TASK REQUIREMENTS ::
Print the data below exactly, but only the lines from the one containing "Wire payload codec." down to the one containing "usize, actual: usize", inclusive.

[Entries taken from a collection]
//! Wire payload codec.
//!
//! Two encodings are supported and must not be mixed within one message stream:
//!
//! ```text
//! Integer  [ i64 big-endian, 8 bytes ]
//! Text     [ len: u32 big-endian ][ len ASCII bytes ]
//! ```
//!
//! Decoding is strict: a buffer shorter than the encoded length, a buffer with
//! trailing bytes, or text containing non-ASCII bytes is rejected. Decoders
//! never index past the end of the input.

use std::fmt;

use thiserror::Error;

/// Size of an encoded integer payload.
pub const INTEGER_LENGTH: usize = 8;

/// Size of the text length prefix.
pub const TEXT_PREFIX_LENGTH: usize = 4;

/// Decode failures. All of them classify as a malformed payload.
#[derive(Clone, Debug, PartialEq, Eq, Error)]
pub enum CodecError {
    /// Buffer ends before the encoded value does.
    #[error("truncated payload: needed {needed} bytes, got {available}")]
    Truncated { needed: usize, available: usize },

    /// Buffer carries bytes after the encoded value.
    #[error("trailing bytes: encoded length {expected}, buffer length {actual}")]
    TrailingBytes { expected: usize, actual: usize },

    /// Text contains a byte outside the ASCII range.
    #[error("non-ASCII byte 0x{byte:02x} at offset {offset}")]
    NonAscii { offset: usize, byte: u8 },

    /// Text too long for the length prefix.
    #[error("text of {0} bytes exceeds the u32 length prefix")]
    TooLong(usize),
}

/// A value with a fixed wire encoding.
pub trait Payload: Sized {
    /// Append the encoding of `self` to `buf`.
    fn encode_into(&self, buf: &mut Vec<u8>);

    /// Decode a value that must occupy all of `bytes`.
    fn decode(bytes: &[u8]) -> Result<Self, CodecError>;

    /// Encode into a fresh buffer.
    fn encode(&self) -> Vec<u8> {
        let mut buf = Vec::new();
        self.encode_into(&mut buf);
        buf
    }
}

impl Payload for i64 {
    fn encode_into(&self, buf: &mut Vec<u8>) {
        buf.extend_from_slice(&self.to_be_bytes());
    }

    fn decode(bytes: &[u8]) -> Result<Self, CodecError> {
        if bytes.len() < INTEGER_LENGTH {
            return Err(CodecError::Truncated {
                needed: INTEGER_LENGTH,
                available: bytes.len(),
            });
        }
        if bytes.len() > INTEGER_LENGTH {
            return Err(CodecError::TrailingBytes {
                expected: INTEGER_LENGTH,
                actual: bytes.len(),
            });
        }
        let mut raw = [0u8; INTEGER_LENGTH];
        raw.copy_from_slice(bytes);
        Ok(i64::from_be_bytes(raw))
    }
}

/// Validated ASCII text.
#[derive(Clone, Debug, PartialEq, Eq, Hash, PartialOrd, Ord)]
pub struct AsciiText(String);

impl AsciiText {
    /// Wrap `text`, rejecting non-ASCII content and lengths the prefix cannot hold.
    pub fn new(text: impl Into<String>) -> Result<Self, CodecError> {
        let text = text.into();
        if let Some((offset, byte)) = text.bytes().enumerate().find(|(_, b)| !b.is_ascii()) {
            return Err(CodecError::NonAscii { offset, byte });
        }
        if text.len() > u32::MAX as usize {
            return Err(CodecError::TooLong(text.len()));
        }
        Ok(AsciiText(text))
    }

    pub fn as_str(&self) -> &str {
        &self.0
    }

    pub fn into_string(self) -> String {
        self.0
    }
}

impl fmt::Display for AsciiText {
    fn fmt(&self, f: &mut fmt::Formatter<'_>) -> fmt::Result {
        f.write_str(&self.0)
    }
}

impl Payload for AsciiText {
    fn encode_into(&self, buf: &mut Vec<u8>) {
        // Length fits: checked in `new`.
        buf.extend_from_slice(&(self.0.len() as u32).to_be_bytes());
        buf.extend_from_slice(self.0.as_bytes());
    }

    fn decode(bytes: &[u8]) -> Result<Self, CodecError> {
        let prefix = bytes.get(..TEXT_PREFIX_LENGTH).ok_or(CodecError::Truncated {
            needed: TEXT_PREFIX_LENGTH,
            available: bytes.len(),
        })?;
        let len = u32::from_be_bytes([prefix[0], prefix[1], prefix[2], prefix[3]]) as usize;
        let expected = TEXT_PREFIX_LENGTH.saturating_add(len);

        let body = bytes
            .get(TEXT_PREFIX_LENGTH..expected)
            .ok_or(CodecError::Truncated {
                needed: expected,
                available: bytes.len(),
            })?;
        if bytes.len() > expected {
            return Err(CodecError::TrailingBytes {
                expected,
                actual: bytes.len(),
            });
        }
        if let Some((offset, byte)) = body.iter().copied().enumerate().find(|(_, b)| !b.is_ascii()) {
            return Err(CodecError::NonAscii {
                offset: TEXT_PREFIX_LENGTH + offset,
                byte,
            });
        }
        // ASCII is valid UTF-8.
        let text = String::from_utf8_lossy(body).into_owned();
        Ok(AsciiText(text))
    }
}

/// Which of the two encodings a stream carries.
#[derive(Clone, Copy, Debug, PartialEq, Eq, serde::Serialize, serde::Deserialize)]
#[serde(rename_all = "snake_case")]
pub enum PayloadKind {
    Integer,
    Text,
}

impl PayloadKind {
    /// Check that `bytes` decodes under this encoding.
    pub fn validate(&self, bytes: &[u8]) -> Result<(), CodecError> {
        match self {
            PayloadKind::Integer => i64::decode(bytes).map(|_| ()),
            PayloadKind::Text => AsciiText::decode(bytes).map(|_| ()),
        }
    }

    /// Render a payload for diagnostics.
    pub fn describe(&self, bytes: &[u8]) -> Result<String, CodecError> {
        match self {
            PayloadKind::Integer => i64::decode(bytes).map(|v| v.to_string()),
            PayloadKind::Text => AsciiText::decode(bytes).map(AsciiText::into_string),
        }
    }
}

---

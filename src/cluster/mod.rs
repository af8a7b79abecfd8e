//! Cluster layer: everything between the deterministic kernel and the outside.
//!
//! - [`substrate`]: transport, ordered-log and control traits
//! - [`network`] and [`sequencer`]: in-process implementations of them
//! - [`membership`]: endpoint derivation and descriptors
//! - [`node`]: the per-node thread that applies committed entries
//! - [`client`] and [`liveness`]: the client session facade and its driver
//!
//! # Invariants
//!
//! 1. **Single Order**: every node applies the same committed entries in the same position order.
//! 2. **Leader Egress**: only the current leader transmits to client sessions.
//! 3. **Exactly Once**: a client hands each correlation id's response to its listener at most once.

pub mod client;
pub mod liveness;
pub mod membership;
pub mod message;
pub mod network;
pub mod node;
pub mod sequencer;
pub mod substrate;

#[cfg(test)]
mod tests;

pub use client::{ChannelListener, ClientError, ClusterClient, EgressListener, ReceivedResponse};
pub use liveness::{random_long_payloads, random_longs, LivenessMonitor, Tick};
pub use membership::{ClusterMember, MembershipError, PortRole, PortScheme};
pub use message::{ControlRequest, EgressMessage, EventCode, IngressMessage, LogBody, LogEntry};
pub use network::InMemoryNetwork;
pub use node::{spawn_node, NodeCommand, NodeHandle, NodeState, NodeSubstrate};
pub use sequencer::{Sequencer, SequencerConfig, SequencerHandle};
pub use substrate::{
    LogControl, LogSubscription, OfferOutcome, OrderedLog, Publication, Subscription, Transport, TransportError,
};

OUTPUT FOR THIS EXERCISE ::
//! Wire payload codec.
//!
//! Two encodings are supported and must not be mixed within one message stream:
//!
//! ```text
//! Integer  [ i64 big-endian, 8 bytes ]
//! Text     [ len: u32 big-endian ][ len ASCII bytes ]
//! ```
//!
//! Decoding is strict: a buffer shorter than the encoded length, a buffer with
//! trailing bytes, or text containing non-ASCII bytes is rejected. Decoders
//! never index past the end of the input.

use std::fmt;

use thiserror::Error;

/// Size of an encoded integer payload.
pub const INTEGER_LENGTH: usize = 8;

/// Size of the text length prefix.
pub const TEXT_PREFIX_LENGTH: usize = 4;

/// Decode failures. All of them classify as a malformed payload.
#[derive(Clone, Debug, PartialEq, Eq, Error)]
pub enum CodecError {
    /// Buffer ends before the encoded value does.
    #[error("truncated payload: needed {needed} bytes, got {available}")]
    Truncated { needed: usize, available: usize },

    /// Buffer carries bytes after the encoded value.
    #[error("trailing bytes: encoded length {expected}, buffer length {actual}")]
    TrailingBytes { expected: usize, actual: usize },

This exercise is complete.